## Task to complete
Return only that part of the material below which starts with the line containing "pub mod server;" and goes on through the line containing "pub fn build_registry()", restated exactly.

## Input records

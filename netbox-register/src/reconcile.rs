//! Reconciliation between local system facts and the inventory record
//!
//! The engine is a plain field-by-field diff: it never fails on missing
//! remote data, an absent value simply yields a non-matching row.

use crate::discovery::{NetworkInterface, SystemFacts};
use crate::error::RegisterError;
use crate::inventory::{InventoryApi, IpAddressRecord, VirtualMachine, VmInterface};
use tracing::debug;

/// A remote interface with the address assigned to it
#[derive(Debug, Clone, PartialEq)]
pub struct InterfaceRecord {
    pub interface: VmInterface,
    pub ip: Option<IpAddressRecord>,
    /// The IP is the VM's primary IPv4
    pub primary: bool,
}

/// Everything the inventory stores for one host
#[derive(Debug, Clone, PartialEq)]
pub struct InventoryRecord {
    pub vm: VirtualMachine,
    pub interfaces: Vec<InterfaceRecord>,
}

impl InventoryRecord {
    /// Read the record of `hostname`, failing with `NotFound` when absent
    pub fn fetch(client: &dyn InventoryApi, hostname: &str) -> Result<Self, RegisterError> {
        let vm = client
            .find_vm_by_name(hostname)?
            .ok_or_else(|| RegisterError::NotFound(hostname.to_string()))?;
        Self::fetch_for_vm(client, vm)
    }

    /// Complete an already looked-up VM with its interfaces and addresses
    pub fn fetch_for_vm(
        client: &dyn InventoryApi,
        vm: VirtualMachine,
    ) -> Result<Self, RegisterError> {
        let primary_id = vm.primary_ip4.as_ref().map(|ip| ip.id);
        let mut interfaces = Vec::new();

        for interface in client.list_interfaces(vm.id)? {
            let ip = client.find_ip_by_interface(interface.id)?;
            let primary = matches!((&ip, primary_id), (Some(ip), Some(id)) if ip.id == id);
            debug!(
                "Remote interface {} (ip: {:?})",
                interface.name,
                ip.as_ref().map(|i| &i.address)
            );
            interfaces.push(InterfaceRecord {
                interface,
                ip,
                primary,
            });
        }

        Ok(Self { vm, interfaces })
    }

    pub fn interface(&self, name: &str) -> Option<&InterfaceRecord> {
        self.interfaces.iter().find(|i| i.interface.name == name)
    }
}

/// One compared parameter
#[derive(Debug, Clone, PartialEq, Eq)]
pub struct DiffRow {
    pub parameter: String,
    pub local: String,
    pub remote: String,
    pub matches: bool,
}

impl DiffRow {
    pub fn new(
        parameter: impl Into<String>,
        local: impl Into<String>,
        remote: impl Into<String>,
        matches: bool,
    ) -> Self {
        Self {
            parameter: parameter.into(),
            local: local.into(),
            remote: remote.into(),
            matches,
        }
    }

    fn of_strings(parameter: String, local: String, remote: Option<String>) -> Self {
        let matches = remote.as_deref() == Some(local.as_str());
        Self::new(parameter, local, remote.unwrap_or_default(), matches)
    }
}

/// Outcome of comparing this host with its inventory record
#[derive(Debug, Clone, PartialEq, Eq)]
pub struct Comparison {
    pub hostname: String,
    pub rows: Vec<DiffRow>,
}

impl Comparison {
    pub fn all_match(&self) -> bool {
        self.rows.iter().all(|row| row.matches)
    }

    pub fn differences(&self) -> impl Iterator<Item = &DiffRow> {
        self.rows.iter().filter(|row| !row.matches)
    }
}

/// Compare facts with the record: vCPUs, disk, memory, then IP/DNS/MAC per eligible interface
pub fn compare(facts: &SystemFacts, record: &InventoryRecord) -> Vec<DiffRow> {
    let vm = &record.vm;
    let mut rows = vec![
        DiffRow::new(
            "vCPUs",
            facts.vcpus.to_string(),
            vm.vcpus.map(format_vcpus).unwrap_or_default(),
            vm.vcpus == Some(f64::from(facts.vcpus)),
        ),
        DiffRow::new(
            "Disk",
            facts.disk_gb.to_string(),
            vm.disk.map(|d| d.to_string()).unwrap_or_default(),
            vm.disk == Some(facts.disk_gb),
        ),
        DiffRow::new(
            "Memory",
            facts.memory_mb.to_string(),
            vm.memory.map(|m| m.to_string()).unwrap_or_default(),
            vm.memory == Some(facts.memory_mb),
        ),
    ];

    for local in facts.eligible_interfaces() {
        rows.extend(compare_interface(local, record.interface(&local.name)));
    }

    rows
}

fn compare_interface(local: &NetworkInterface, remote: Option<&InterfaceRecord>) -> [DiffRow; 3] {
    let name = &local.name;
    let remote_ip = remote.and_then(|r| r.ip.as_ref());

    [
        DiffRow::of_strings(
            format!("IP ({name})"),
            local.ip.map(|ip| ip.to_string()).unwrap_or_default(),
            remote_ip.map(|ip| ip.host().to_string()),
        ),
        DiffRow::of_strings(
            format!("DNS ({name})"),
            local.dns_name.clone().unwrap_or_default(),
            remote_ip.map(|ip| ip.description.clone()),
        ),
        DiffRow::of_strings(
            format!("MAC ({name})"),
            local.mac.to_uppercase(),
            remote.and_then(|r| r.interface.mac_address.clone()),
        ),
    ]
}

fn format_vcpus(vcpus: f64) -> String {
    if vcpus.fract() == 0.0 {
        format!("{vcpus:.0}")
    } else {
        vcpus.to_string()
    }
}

==

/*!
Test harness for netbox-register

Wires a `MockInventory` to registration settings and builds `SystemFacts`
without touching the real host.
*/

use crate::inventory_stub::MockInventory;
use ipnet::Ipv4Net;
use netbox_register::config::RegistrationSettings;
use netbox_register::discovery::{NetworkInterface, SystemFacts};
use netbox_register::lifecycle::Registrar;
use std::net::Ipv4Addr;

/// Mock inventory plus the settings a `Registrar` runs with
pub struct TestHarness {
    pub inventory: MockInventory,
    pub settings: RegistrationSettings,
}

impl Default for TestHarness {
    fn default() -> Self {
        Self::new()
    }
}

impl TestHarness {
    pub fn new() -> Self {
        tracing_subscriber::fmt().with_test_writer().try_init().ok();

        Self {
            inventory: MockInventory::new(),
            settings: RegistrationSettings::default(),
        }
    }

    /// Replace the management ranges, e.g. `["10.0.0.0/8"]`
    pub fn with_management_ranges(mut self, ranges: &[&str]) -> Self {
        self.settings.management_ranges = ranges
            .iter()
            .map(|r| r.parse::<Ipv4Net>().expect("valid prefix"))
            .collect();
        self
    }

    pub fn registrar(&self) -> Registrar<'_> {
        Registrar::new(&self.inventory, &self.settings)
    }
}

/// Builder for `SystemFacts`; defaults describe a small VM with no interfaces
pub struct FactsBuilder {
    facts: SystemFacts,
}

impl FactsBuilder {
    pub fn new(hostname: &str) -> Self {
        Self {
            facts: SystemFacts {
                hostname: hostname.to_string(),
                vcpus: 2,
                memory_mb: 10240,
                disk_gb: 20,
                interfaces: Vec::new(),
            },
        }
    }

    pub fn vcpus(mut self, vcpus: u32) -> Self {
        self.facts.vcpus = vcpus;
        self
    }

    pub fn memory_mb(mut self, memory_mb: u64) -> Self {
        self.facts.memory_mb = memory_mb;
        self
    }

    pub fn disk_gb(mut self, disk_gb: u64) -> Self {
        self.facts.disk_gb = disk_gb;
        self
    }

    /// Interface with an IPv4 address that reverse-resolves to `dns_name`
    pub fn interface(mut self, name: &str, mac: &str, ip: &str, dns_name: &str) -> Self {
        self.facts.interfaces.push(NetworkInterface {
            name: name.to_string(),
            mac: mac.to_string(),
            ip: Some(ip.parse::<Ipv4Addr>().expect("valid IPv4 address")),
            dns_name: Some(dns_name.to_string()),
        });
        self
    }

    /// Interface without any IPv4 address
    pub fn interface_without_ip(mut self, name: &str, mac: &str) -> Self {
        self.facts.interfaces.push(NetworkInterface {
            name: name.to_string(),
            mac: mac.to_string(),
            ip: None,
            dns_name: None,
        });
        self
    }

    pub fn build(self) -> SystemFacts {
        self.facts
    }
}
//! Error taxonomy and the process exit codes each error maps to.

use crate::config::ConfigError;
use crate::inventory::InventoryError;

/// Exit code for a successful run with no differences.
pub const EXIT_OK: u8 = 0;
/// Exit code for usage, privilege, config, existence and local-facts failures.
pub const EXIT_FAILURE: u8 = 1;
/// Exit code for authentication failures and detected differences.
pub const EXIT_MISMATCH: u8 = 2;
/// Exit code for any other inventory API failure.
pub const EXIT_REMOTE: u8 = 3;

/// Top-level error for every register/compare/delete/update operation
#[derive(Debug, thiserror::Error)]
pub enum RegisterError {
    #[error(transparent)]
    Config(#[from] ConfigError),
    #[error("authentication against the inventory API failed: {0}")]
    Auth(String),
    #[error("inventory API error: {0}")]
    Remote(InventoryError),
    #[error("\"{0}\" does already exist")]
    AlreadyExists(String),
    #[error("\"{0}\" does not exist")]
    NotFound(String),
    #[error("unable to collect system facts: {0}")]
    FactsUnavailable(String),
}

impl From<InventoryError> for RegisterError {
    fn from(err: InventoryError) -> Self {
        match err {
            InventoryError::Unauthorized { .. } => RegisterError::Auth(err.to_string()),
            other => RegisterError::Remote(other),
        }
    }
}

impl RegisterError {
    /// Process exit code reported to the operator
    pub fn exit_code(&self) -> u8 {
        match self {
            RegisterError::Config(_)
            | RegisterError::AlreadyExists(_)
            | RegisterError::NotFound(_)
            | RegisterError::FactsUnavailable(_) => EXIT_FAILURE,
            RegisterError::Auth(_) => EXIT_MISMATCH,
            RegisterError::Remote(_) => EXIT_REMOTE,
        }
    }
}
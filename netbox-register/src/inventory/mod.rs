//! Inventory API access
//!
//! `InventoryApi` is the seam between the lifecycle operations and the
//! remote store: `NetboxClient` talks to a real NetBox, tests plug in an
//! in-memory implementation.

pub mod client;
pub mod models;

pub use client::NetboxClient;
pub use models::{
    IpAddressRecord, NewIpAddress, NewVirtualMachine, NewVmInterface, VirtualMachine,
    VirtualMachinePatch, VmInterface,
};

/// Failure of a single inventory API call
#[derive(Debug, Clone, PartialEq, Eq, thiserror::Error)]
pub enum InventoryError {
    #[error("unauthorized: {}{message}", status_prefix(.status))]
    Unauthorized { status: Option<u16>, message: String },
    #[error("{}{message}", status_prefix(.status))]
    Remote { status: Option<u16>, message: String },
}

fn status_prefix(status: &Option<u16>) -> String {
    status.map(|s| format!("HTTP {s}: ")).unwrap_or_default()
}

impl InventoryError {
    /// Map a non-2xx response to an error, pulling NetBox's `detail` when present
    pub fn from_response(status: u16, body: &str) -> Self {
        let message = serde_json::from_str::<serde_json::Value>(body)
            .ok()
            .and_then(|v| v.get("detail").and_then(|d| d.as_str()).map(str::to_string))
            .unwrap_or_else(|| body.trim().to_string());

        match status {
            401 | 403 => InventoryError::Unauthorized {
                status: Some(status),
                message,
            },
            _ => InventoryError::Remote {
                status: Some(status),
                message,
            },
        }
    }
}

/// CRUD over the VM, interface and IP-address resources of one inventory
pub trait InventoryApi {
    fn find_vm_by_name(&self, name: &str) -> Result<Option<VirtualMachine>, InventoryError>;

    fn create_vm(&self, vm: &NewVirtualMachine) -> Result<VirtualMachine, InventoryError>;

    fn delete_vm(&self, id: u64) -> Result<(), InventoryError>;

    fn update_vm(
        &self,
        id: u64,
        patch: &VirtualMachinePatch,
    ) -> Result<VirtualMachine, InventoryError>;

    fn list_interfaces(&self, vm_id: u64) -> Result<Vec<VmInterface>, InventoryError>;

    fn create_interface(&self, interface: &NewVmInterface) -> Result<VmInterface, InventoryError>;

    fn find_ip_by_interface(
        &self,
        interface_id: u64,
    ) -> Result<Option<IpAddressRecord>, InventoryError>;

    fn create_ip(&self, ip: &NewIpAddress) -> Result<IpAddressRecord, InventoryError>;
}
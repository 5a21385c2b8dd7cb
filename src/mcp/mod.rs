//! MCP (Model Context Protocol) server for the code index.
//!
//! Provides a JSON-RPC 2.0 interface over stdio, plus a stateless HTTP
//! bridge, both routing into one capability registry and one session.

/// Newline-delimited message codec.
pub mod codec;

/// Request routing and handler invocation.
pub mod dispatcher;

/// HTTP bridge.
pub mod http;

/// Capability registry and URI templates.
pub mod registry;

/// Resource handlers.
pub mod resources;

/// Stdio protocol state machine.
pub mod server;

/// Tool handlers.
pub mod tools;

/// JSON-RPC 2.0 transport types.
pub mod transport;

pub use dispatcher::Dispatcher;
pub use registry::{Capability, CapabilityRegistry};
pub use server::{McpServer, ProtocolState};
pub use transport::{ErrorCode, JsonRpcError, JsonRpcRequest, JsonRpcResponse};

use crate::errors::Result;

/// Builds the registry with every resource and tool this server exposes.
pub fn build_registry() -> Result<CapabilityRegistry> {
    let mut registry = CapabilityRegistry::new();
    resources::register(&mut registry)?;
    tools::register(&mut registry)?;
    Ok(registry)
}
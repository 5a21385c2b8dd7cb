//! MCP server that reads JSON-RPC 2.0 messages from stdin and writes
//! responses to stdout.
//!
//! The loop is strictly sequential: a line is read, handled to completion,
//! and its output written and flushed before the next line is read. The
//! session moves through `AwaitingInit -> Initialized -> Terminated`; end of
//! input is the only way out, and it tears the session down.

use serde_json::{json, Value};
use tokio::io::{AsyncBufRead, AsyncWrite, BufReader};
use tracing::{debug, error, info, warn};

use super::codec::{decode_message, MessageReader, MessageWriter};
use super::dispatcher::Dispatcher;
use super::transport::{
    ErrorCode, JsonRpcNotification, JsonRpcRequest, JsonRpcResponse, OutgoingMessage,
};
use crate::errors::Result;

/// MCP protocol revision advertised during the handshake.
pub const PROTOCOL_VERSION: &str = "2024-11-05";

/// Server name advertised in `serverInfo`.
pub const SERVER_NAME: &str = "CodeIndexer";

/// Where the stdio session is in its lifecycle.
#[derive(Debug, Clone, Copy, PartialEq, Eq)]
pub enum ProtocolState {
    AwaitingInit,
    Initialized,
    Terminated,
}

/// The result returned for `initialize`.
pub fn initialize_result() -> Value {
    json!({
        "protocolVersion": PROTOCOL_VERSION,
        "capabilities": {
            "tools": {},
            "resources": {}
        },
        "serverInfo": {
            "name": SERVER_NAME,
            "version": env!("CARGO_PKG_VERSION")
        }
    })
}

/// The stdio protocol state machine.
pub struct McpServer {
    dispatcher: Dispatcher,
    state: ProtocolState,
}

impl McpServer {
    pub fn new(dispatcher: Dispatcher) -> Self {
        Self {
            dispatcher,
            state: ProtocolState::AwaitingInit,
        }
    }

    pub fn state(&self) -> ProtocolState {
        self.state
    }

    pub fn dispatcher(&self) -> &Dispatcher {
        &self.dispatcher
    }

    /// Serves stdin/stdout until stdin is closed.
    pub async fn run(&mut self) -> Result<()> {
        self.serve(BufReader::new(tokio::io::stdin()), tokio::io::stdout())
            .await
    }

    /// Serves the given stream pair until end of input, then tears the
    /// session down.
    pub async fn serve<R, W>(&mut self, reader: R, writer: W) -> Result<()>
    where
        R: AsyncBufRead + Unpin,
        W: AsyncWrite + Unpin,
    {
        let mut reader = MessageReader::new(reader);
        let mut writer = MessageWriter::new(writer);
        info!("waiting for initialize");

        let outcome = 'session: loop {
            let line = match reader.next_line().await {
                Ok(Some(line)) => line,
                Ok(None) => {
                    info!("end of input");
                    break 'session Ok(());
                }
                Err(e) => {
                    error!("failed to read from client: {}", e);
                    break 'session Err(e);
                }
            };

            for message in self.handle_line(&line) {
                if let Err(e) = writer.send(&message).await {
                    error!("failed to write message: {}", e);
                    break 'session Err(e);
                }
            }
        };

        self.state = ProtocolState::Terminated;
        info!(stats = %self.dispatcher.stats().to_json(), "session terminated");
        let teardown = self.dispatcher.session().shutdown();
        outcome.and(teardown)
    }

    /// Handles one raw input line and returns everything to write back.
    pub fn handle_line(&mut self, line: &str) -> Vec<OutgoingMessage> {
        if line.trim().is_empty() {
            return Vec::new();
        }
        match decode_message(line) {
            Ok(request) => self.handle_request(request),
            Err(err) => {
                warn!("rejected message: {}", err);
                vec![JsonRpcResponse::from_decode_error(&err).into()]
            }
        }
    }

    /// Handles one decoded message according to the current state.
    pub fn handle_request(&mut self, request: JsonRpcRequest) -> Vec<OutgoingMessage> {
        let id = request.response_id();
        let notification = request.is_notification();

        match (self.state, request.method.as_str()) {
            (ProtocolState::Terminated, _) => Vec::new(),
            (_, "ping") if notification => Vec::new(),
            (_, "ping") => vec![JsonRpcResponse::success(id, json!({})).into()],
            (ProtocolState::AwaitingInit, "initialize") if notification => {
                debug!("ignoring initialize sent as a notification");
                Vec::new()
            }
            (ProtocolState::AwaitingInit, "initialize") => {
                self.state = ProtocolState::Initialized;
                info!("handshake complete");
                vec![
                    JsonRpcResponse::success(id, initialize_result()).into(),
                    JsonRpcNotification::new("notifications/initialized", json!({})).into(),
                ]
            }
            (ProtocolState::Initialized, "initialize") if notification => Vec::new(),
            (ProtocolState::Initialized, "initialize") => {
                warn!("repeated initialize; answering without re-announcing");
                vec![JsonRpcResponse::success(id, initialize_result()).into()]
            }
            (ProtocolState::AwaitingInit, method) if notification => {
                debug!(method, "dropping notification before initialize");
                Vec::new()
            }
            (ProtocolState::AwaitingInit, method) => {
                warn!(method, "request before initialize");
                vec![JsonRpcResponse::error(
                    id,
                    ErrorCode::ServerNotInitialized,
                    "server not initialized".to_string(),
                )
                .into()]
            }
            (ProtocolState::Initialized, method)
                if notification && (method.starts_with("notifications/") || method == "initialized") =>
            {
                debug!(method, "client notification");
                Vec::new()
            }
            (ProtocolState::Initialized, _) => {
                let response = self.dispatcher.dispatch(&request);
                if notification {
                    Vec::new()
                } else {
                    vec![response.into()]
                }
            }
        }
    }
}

* * *

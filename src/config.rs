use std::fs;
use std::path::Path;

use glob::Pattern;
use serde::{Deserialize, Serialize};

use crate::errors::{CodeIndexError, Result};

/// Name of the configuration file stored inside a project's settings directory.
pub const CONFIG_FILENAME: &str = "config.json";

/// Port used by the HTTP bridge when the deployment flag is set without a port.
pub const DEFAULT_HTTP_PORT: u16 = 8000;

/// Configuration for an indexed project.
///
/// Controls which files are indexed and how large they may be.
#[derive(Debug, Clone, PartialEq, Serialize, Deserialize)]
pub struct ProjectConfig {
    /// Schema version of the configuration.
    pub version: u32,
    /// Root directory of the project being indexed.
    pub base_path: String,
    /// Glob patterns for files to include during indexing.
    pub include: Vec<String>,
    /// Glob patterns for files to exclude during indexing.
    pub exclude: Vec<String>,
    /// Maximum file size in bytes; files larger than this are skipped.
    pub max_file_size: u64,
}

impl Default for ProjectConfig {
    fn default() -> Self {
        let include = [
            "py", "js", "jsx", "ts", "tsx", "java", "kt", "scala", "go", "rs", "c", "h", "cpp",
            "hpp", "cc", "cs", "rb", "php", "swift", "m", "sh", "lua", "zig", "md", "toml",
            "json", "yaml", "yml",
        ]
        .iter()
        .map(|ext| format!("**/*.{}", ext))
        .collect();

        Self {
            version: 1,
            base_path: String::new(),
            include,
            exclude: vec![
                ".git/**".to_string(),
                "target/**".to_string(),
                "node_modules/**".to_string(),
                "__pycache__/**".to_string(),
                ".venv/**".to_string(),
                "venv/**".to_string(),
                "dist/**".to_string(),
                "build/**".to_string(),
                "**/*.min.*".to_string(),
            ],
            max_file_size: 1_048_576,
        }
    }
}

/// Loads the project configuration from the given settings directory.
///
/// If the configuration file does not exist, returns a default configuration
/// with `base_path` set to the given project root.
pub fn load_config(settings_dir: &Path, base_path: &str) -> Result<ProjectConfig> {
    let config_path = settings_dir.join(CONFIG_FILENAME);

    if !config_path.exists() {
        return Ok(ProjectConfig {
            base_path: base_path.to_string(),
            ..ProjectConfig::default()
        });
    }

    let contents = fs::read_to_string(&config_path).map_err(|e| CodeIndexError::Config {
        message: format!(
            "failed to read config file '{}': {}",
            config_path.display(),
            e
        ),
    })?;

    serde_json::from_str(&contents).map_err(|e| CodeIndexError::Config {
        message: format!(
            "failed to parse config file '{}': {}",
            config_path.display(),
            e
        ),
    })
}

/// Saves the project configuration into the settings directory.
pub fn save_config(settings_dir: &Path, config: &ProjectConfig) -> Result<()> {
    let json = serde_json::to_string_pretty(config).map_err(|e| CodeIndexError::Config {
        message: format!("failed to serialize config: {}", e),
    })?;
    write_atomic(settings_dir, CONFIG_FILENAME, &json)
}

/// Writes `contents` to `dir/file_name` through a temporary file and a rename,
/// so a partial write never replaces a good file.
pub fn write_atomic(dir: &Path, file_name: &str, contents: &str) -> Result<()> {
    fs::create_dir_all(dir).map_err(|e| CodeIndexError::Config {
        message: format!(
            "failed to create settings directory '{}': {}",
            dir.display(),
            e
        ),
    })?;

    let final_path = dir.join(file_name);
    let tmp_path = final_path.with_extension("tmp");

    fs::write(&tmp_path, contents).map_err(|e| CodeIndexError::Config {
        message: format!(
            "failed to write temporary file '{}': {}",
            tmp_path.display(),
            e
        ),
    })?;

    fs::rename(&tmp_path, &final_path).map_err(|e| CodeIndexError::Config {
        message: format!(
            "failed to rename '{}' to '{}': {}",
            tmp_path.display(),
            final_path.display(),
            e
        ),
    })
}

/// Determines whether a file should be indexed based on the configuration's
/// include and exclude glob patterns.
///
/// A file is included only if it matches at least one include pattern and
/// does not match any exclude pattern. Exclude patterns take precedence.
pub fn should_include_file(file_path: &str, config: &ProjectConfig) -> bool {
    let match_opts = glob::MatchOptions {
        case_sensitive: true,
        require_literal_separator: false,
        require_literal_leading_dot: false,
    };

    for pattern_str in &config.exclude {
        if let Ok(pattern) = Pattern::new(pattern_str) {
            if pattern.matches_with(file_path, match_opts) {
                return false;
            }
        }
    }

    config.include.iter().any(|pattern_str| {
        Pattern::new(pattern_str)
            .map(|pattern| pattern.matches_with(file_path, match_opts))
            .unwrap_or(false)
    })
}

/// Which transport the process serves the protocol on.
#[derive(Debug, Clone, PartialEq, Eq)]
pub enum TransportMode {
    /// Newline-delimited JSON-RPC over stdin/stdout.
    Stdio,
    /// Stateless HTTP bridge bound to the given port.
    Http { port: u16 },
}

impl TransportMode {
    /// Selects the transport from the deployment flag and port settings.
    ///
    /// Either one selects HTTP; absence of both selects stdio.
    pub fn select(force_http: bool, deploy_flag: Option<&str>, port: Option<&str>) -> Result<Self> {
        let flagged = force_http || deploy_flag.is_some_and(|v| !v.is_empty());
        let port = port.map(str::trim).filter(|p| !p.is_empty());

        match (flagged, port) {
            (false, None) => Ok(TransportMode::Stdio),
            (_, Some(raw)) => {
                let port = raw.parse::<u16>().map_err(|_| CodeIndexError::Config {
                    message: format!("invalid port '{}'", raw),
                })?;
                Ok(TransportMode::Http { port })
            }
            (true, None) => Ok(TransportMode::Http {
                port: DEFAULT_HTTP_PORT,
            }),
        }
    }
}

## Reply
pub mod server;

/// Tool handlers.
pub mod tools;

/// JSON-RPC 2.0 transport types.
pub mod transport;

pub use dispatcher::Dispatcher;
pub use registry::{Capability, CapabilityRegistry};
pub use server::{McpServer, ProtocolState};
pub use transport::{ErrorCode, JsonRpcError, JsonRpcRequest, JsonRpcResponse};

use crate::errors::Result;

/// Builds the registry with every resource and tool this server exposes.
pub fn build_registry() -> Result<CapabilityRegistry> {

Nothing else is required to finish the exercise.